India Meteorological Department (IMD) on Monday forecast that the monsoon this year will be normal, with rainfall of 97 percent of the long period average (LPA) with an error of plus or minus five percent.
If the forecast comes true, it will benefit the country’s economy, as it will be the third successive normal monsoon year. The country had recorded a rainfall of 97 percent in 2016 and 98 percent last year during the season which runs from June to September.
The long period average for the season is calculated on the basis of the mean rainfall during the four-month monsoon season over a 50-year-period from 1951-2010. It comes to an average of 89 cm for the country as a whole.
Announcing the forecast, IMD director general K.J. Ramesh, said the forecast was based on both statistical ensemble forecasting system and a dynamic global climate forecasting system.

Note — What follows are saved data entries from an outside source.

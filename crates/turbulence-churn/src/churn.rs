//! Per-file churn aggregation.
//!
//! Groups change records by file and sums each file's change sizes, leaving
//! out the last (oldest) one. The oldest change is usually the import or
//! creation of the file, and counting it would let one-off bulk additions
//! outweigh the file's real edit history.

use std::collections::{BTreeSet, HashMap};

use turbulence_core::{ChangeRecord, ChurnEntry, MetricsMap, Phase, ProgressReporter};

/// Aggregate change records into one churn entry per file.
///
/// `changes` must be in history order, newest first. For each file the last
/// record in that order is dropped before summing, so a file with a single
/// recorded change gets a churn of `0`. Entries come back in order of each
/// file's first appearance.
///
/// # Examples
///
/// ```
/// use turbulence_core::ChangeRecord;
/// use turbulence_churn::churn::aggregate_churn;
///
/// let changes = vec![
///     ChangeRecord::new("lib/a.rb", 3),
///     ChangeRecord::new("lib/b.rb", 7),
///     ChangeRecord::new("lib/a.rb", 5),
///     ChangeRecord::new("lib/a.rb", 2),
/// ];
/// let churn = aggregate_churn(&changes);
/// assert_eq!(churn[0].path, "lib/a.rb");
/// assert_eq!(churn[0].churn, 8);
/// assert_eq!(churn[1].churn, 0);
/// ```
pub fn aggregate_churn(changes: &[ChangeRecord]) -> Vec<ChurnEntry> {
    let mut order: Vec<&str> = Vec::new();
    let mut by_file: HashMap<&str, Vec<u64>> = HashMap::new();

    for change in changes {
        by_file
            .entry(change.path.as_str())
            .or_insert_with(|| {
                order.push(change.path.as_str());
                Vec::new()
            })
            .push(change.lines_changed);
    }

    order
        .into_iter()
        .map(|path| {
            let mut sizes = by_file.remove(path).unwrap_or_default();
            sizes.pop();
            ChurnEntry {
                path: path.to_string(),
                churn: sizes.into_iter().fold(0u64, u64::saturating_add),
            }
        })
        .collect()
}

/// Write churn into `metrics` for files in the discovered source set.
///
/// Entries for files outside `source_files` are discarded. Returns the number
/// of files written; `progress` advances once per written file.
///
/// # Examples
///
/// ```
/// use std::collections::BTreeSet;
/// use turbulence_core::{ChurnEntry, MetricsMap, Silent};
/// use turbulence_churn::churn::record_churn;
///
/// let entries = vec![
///     ChurnEntry { path: "lib/a.rb".into(), churn: 8 },
///     ChurnEntry { path: "script/tool.rb".into(), churn: 40 },
/// ];
/// let sources: BTreeSet<String> = ["lib/a.rb".to_string()].into();
/// let mut metrics = MetricsMap::new();
///
/// assert_eq!(record_churn(&entries, &sources, &mut metrics, &Silent), 1);
/// assert_eq!(metrics.get("lib/a.rb").unwrap().churn, Some(8));
/// assert!(!metrics.contains("script/tool.rb"));
/// ```
pub fn record_churn(
    entries: &[ChurnEntry],
    source_files: &BTreeSet<String>,
    metrics: &mut MetricsMap,
    progress: &dyn ProgressReporter,
) -> usize {
    let selected: Vec<&ChurnEntry> = entries
        .iter()
        .filter(|e| source_files.contains(&e.path))
        .collect();

    progress.begin(Phase::Churn, selected.len());
    for entry in &selected {
        metrics.entry(&entry.path).churn = Some(entry.churn);
        progress.advance();
    }
    progress.finish(Phase::Churn);

    selected.len()
}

The dynamic model has forecast a rainfall of 99 percent plus or minus a model error of five percent, while the statistical model forecast is 97 percent plus or minus a model error of five percent.
IMD would come out with an update in early June. At that point of time, apart from an updated forecast for the country as a whole and the season in its entirety, the department would issue separate forecasts for rainfall for the months of July and August for the country as a whole and season-wide rainfall for the four distinct geographical areas--north-west India, south peninsula, northeast India and central India.
Dr Ramesh also announced category-wise forecast in terms of probabilities for normal (96 percent to 104 percent), above normal (104 percent to 110 percent), excess (more than 110 percent), below normal (90 percent to 96 percent) and deficient (less than 90 percent) rainfall. There was a probability of 42 percent for a normal rainfall, followed by 12 percent for above normal, 30 percent for below normal, two percent for excess and 14 percent for deficient rainfall. “There is thus the maximum probability of normal rainfall and low probability for deficient rainfall," he said.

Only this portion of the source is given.